Stored data entries:
=-=-=

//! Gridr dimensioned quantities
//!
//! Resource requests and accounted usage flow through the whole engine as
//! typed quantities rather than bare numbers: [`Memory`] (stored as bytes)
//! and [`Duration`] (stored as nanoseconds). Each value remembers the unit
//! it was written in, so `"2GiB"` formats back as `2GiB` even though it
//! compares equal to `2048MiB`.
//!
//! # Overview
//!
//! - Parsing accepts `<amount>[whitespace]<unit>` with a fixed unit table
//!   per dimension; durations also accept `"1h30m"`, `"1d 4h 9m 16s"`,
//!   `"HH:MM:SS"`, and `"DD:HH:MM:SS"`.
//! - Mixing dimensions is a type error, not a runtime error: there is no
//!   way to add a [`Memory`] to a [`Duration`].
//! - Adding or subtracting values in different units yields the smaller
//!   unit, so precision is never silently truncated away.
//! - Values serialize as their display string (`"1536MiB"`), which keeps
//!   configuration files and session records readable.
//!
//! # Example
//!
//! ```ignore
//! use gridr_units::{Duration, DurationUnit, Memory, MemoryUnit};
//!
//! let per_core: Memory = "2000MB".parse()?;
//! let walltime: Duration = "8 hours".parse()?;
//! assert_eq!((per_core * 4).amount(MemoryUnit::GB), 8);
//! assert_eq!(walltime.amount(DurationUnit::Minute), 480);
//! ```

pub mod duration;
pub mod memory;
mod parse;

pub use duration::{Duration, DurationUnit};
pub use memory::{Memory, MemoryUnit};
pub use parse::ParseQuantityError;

=-=-=

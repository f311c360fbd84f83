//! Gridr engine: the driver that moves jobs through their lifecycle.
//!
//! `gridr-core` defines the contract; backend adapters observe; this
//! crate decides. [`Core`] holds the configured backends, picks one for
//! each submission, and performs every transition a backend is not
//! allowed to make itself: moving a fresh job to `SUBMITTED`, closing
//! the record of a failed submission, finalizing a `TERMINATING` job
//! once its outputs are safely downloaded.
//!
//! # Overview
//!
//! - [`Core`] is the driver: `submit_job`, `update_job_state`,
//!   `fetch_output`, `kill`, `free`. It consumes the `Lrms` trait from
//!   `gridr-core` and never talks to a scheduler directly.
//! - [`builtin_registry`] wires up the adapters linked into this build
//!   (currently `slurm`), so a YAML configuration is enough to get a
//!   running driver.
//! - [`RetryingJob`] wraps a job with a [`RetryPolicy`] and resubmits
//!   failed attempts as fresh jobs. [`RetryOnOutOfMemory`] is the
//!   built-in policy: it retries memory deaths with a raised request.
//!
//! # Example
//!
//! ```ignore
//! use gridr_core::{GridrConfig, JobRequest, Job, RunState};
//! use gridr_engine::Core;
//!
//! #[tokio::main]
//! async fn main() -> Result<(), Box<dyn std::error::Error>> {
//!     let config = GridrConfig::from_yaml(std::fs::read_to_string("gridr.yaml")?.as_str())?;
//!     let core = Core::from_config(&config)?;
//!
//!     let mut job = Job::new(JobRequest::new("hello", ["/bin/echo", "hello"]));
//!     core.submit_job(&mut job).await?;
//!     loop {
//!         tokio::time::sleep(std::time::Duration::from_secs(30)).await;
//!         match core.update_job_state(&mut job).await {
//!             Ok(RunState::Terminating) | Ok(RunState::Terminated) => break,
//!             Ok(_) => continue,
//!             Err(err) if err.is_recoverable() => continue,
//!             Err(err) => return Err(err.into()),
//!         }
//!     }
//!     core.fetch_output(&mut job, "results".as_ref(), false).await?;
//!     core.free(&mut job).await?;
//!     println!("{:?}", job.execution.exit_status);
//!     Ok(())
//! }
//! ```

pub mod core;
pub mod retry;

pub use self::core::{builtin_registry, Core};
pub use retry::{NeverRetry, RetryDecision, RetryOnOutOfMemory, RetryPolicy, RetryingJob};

=-=-=

▸ TASK PROMPT:
Line count for the string "configuration": state how many lines in the data contain it, and output nothing else.

▸ ANSWER SECTION:
2